Obviously, this extends to the local government.  City & State elected officials don’t give two shits about sports in this town.  They represent the absolute worst this state has to offer:  stuffy, elite pricks and cunts who spend the majority of their time in office sniffing their own farts all day.

In spite of my better judgment of not getting my hopes up for the return of the NBA to Seattle, I find myself slowly getting my hopes up with each passing day.  With each milestone passed on the timeline of my dreams.  Right now, it’s all in the hands of the Seattle City Council.  And I couldn’t be more depressed.

I don’t follow local politics, so I have no idea which of these fucks were around in 2008 when our Sonics were allowed to flee this sinking ship of a city, so when I say “These People” just know I mean “This Collective of Individuals Known As The Seattle City Council”.

How can we, in our right minds, have faith in these people to do the right thing when they were so completely corrupt and inept in 2008?  This Chris Hansen deal is a fucking PEACH!  And you know as well as I that these people are going to railroad this thing into dust!

No New Taxes.  Right there, that should be enough.  I know you non sports people are enraged by how the Seahawks and Mariners fleeced this state for their new stadia, but this isn’t that!  The city is getting its money back!  For Christ’s sake!

Project Is Self-Financed.  In other words, no NBA, no NHL:  no arena, and no public funding in the first place.  The city gets reimbursed only by funds generated by the arena.

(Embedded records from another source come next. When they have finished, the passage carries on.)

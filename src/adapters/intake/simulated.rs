//! Dispatcher that acknowledges after a fixed delay.
//!
//! Stands in for an intake integration on deployments that have none; the
//! visitor sees the same "submitting" pause as with a real endpoint.

use std::time::Duration;

use async_trait::async_trait;

use crate::ports::{ConsultationDispatcher, ConsultationRequest, DispatchError, DispatchReceipt};

pub struct SimulatedDispatcher {
    delay: Duration,
}

impl SimulatedDispatcher {
    pub fn new(delay: Duration) -> Self {
        Self { delay }
    }

    pub fn delay(&self) -> Duration {
        self.delay
    }
}

#[async_trait]
impl ConsultationDispatcher for SimulatedDispatcher {
    async fn dispatch(&self, request: &ConsultationRequest) -> Result<DispatchReceipt, DispatchError> {
        tokio::time::sleep(self.delay).await;

        tracing::info!(
            submission_id = %request.submission_id,
            wizard_id = %request.wizard_id,
            industry = ?request.answers.industry,
            "Simulated intake acknowledged consultation request"
        );

        Ok(DispatchReceipt::now(None))
    }
}
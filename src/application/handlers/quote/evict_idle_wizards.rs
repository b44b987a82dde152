//! EvictIdleWizardsHandler - Drops wizards nobody has touched for a while.
//!
//! Wizards are created by anonymous visitors and most are abandoned without
//! a close, so the server sweeps them periodically.

use std::sync::Arc;
use std::time::Duration;

use chrono::Utc;

use crate::domain::foundation::{DomainError, ErrorCode, Timestamp};
use crate::ports::WizardStore;

use super::QuoteHandlerError;

pub struct EvictIdleWizardsHandler {
    store: Arc<dyn WizardStore>,
    idle_ttl: Duration,
}

impl EvictIdleWizardsHandler {
    pub fn new(store: Arc<dyn WizardStore>, idle_ttl: Duration) -> Self {
        Self { store, idle_ttl }
    }

    pub fn idle_ttl(&self) -> Duration {
        self.idle_ttl
    }

    /// Removes every wizard idle for longer than the TTL. Returns the count.
    pub async fn handle(&self) -> Result<usize, QuoteHandlerError> {
        let ttl = chrono::Duration::from_std(self.idle_ttl).map_err(|_| {
            DomainError::new(ErrorCode::InternalError, "Wizard idle TTL out of range")
        })?;
        let cutoff = Timestamp::from_datetime(Utc::now() - ttl);

        let removed = self.store.remove_idle(cutoff).await?;
        if removed > 0 {
            tracing::info!(removed, "Evicted idle quote wizards");
        }
        Ok(removed)
    }
}
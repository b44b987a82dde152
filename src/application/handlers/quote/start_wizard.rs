//! StartWizardHandler - Opens a new quote wizard.

use std::sync::Arc;

use crate::domain::foundation::WizardId;
use crate::domain::quote::QuoteWizard;
use crate::ports::WizardStore;

use super::QuoteHandlerError;

pub struct StartWizardHandler {
    store: Arc<dyn WizardStore>,
}

impl StartWizardHandler {
    pub fn new(store: Arc<dyn WizardStore>) -> Self {
        Self { store }
    }

    pub async fn handle(&self) -> Result<QuoteWizard, QuoteHandlerError> {
        let wizard = QuoteWizard::new(WizardId::new());
        self.store.save(&wizard).await?;
        tracing::debug!(wizard_id = %wizard.id(), "Quote wizard started");
        Ok(wizard)
    }
}

#[cfg(test)]
mod tests {
    use super::*;
    use crate::adapters::storage::InMemoryWizardStore;
    use crate::domain::quote::WizardStep;

    #[tokio::test]
    async fn started_wizard_is_stored_at_step1() {
        let store = Arc::new(InMemoryWizardStore::new());
        let handler = StartWizardHandler::new(store.clone());

        let wizard = handler.handle().await.unwrap();

        assert_eq!(wizard.step(), WizardStep::Step1);
        assert!(store.find(wizard.id()).await.unwrap().is_some());
    }
}
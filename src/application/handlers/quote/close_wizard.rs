//! CloseWizardHandler - Discards a wizard when the visitor closes the form.

use std::sync::Arc;

use crate::domain::foundation::WizardId;
use crate::ports::WizardStore;

use super::QuoteHandlerError;

#[derive(Debug, Clone)]
pub struct CloseWizardCommand {
    pub wizard_id: WizardId,
}

pub struct CloseWizardHandler {
    store: Arc<dyn WizardStore>,
}

impl CloseWizardHandler {
    pub fn new(store: Arc<dyn WizardStore>) -> Self {
        Self { store }
    }

    /// Removes the wizard. Closing an unknown or already closed wizard
    /// succeeds. A dispatch still in flight finishes, but its outcome has
    /// nowhere to land.
    pub async fn handle(&self, cmd: CloseWizardCommand) -> Result<(), QuoteHandlerError> {
        self.store.remove(cmd.wizard_id).await?;
        tracing::debug!(wizard_id = %cmd.wizard_id, "Quote wizard closed");
        Ok(())
    }
}

#[cfg(test)]
mod tests {
    use super::*;
    use crate::adapters::storage::InMemoryWizardStore;
    use crate::domain::quote::QuoteWizard;

    #[tokio::test]
    async fn close_removes_wizard() {
        let store = Arc::new(InMemoryWizardStore::new());
        let wizard = QuoteWizard::new(WizardId::new());
        store.save(&wizard).await.unwrap();
        let handler = CloseWizardHandler::new(store.clone());

        handler
            .handle(CloseWizardCommand { wizard_id: wizard.id() })
            .await
            .unwrap();

        assert!(store.is_empty().await);
    }

    #[tokio::test]
    async fn closing_twice_is_fine() {
        let store = Arc::new(InMemoryWizardStore::new());
        let handler = CloseWizardHandler::new(store);
        let cmd = CloseWizardCommand { wizard_id: WizardId::new() };

        handler.handle(cmd.clone()).await.unwrap();
        handler.handle(cmd).await.unwrap();
    }
}
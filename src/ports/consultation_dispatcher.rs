//! Consultation dispatcher port.
//!
//! The boundary where a completed quote request leaves this service for an
//! external intake system (CRM, email inbox). The dispatcher receives the raw
//! answer record only; the pricing estimate stays a client-side preview.
//!
//! # Design
//!
//! - **Fire once**: no retry contract; a failure goes back to the visitor
//! - **Idempotency key**: `submission_id` is unique per attempt

use async_trait::async_trait;
use serde::{Deserialize, Serialize};
use thiserror::Error;

use crate::domain::foundation::{SubmissionId, Timestamp, WizardId};
use crate::domain::quote::{FormAnswers, SubmissionTicket};

/// Port for handing a consultation request to the intake system.
#[async_trait]
pub trait ConsultationDispatcher: Send + Sync {
    /// Deliver the request. Returns once the intake system acknowledged it.
    async fn dispatch(&self, request: &ConsultationRequest) -> Result<DispatchReceipt, DispatchError>;
}

/// Flat record sent to the intake system.
#[derive(Debug, Clone, PartialEq, Eq, Serialize, Deserialize)]
pub struct ConsultationRequest {
    pub submission_id: SubmissionId,
    pub wizard_id: WizardId,
    pub submitted_at: Timestamp,
    #[serde(flatten)]
    pub answers: FormAnswers,
}

impl From<SubmissionTicket> for ConsultationRequest {
    fn from(ticket: SubmissionTicket) -> Self {
        Self {
            submission_id: ticket.submission_id,
            wizard_id: ticket.wizard_id,
            submitted_at: ticket.requested_at,
            answers: ticket.answers,
        }
    }
}

/// Acknowledgement from the intake system.
#[derive(Debug, Clone, PartialEq, Eq, Serialize, Deserialize)]
pub struct DispatchReceipt {
    /// Reference assigned by the intake system, if it returns one.
    pub reference: Option<String>,
    pub accepted_at: Timestamp,
}

impl DispatchReceipt {
    pub fn now(reference: Option<String>) -> Self {
        Self {
            reference,
            accepted_at: Timestamp::now(),
        }
    }
}

/// Errors from the intake system.
#[derive(Debug, Clone, PartialEq, Eq, Error)]
pub enum DispatchError {
    #[error("Intake service unavailable: {0}")]
    Unavailable(String),

    #[error("Intake service rejected the request with status {status}: {message}")]
    Rejected { status: u16, message: String },

    #[error("Intake service timed out")]
    Timeout,

    #[error("Failed to encode request: {0}")]
    Serialization(String),
}

impl DispatchError {
    /// Message shown to the visitor. Every dispatch failure leaves the
    /// answers intact, so the visitor can always try again.
    pub fn user_message(&self) -> &'static str {
        match self {
            DispatchError::Timeout | DispatchError::Unavailable(_) => {
                "We couldn't reach our team just now. Your answers are saved, please try again."
            }
            DispatchError::Rejected { .. } | DispatchError::Serialization(_) => {
                "Something went wrong sending your request. Your answers are saved, please try again."
            }
        }
    }
}

#[cfg(test)]
mod tests {
    use super::*;
    use crate::domain::pricing::Industry;

    #[test]
    fn request_flattens_answers() {
        let request = ConsultationRequest {
            submission_id: SubmissionId::new(),
            wizard_id: WizardId::new(),
            submitted_at: Timestamp::now(),
            answers: FormAnswers {
                industry: Some(Industry::Enterprise),
                email: "ops@example.com".into(),
                ..FormAnswers::default()
            },
        };

        let json = serde_json::to_value(&request).unwrap();

        assert_eq!(json["industry"], "enterprise");
        assert_eq!(json["email"], "ops@example.com");
        assert_eq!(json["team_size_tier"], 1);
        assert!(json.get("answers").is_none());
        assert!(json.get("monthly_price").is_none());
    }

    #[test]
    fn request_built_from_ticket_keeps_ids() {
        let ticket = SubmissionTicket {
            submission_id: SubmissionId::new(),
            wizard_id: WizardId::new(),
            answers: FormAnswers::default(),
            requested_at: Timestamp::now(),
        };
        let request = ConsultationRequest::from(ticket.clone());
        assert_eq!(request.submission_id, ticket.submission_id);
        assert_eq!(request.wizard_id, ticket.wizard_id);
        assert_eq!(request.submitted_at, ticket.requested_at);
    }

    #[test]
    fn rejected_error_displays_status() {
        let err = DispatchError::Rejected {
            status: 503,
            message: "maintenance".into(),
        };
        assert_eq!(
            err.to_string(),
            "Intake service rejected the request with status 503: maintenance"
        );
        assert!(err.user_message().contains("try again"));
    }
}
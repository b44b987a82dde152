//! ToggleComplianceHandler - Flips one compliance checkbox.

use std::sync::Arc;

use crate::domain::foundation::WizardId;
use crate::domain::quote::{ComplianceNeed, QuoteWizard};
use crate::ports::WizardStore;

use super::{update_wizard, QuoteHandlerError};

#[derive(Debug, Clone)]
pub struct ToggleComplianceCommand {
    pub wizard_id: WizardId,
    pub need: ComplianceNeed,
}

#[derive(Debug, Clone)]
pub struct ToggleComplianceResult {
    pub wizard: QuoteWizard,
    /// Whether the need is selected after the toggle.
    pub selected: bool,
}

pub struct ToggleComplianceHandler {
    store: Arc<dyn WizardStore>,
}

impl ToggleComplianceHandler {
    pub fn new(store: Arc<dyn WizardStore>) -> Self {
        Self { store }
    }

    pub async fn handle(
        &self,
        cmd: ToggleComplianceCommand,
    ) -> Result<ToggleComplianceResult, QuoteHandlerError> {
        let need = cmd.need;
        let (wizard, toggled) = update_wizard(self.store.as_ref(), cmd.wizard_id, |wizard| {
            wizard.toggle_compliance(need)
        })
        .await?;
        let selected = toggled?;
        Ok(ToggleComplianceResult { wizard, selected })
    }
}
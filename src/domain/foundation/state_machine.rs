//! State machine trait for status enums.
//!
//! Gives the wizard step enum (and anything else with a lifecycle) a single
//! way to check and perform transitions.

use super::ValidationError;

/// Trait for status enums that represent state machines.
///
/// Implementors define valid state transitions and get validated
/// transition methods for free.
///
/// ```ignore
/// let next = WizardStep::Step1.transition_to(WizardStep::Step2)?;
/// ```
pub trait StateMachine: Sized + Copy + PartialEq + std::fmt::Debug {
    /// Returns true if transition from self to target is valid.
    fn can_transition_to(&self, target: &Self) -> bool;

    /// Returns all valid target states from current state.
    fn valid_transitions(&self) -> Vec<Self>;

    /// Performs transition with validation, returning error if invalid.
    fn transition_to(&self, target: Self) -> Result<Self, ValidationError> {
        if self.can_transition_to(&target) {
            Ok(target)
        } else {
            Err(ValidationError::invalid_format(
                "state_transition",
                format!("Cannot transition from {:?} to {:?}", self, target),
            ))
        }
    }

    /// Checks if current state is terminal (no valid outgoing transitions).
    fn is_terminal(&self) -> bool {
        self.valid_transitions().is_empty()
    }
}

#[cfg(test)]
mod tests {
    use super::*;

    #[derive(Debug, Clone, Copy, PartialEq, Eq)]
    enum Door {
        Closed,
        Open,
        Locked,
        Removed,
    }

    impl StateMachine for Door {
        fn can_transition_to(&self, target: &Self) -> bool {
            self.valid_transitions().contains(target)
        }

        fn valid_transitions(&self) -> Vec<Self> {
            use Door::*;
            match self {
                Closed => vec![Open, Locked, Removed],
                Open => vec![Closed],
                Locked => vec![Closed],
                Removed => vec![],
            }
        }
    }

    #[test]
    fn transition_to_succeeds_for_valid_transition() {
        assert_eq!(Door::Closed.transition_to(Door::Open), Ok(Door::Open));
    }

    #[test]
    fn transition_to_fails_for_invalid_transition() {
        let err = Door::Open.transition_to(Door::Locked).unwrap_err();
        assert_eq!(err.field(), "state_transition");
    }

    #[test]
    fn is_terminal_only_for_states_without_exits() {
        assert!(Door::Removed.is_terminal());
        assert!(!Door::Locked.is_terminal());
    }
}
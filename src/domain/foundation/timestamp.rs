//! Timestamp value object for immutable points in time.

use chrono::{DateTime, Utc};
use serde::{Deserialize, Serialize};

/// Immutable point in time, always UTC.
#[derive(Debug, Clone, Copy, PartialEq, Eq, PartialOrd, Ord, Serialize, Deserialize)]
#[serde(transparent)]
pub struct Timestamp(DateTime<Utc>);

impl Timestamp {
    /// Creates a timestamp for the current moment.
    pub fn now() -> Self {
        Self(Utc::now())
    }

    /// Creates a timestamp from a DateTime<Utc>.
    pub fn from_datetime(dt: DateTime<Utc>) -> Self {
        Self(dt)
    }

    /// Returns the inner DateTime.
    pub fn as_datetime(&self) -> &DateTime<Utc> {
        &self.0
    }

    /// Returns the timestamp as Unix seconds.
    pub fn as_unix_secs(&self) -> i64 {
        self.0.timestamp()
    }

    /// RFC 3339 rendering used in API responses.
    pub fn to_rfc3339(&self) -> String {
        self.0.to_rfc3339()
    }
}

impl Default for Timestamp {
    fn default() -> Self {
        Self::now()
    }
}

#[cfg(test)]
mod tests {
    use super::*;
    use chrono::Datelike;

    #[test]
    fn timestamp_now_creates_current_time() {
        let before = Utc::now();
        let ts = Timestamp::now();
        let after = Utc::now();

        assert!(ts.as_datetime() >= &before);
        assert!(ts.as_datetime() <= &after);
    }

    #[test]
    fn timestamp_deserializes_from_json() {
        let ts: Timestamp = serde_json::from_str("\"2026-03-02T10:30:00Z\"").unwrap();
        assert_eq!(ts.as_datetime().year(), 2026);
        assert_eq!(ts.as_unix_secs(), 1772447400);
    }
}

Minimal Effect On Area Traffic.  Yeah, because traffic in SoDo is already fucked anyway.  But, you know what’s not in SoDo?  Housing.  People don’t live there, so right away we’re talking about a HUGE assist.  You know what’s a pain in the ass?  Having a huge construction project in a residential area.  You know what else is a huge pain in the ass?  Having a shit-ton of cars clogging the streets of a residential area.  Key Arena is in a residential area; it’s a TERRIBLE place to have an arena!  Believe me, I live a few short minutes away.  Traffic is terrible there NOW and there’s nothing going on!  I shudder to imagine what it would be like on game nights.  SoDo, on the other hand, is a desolate wasteland.  If it inconveniences a few port workers, so be it.  Except, of course, it won’t inconvenience them any more than they’re inconvenienced now, so they can fuck off.

Don’t fuck this up, Seattle City Council.  I don’t know what else someone would have to do to make this more perfect.  Just pull your heads out of your asses and pass the fucking thing!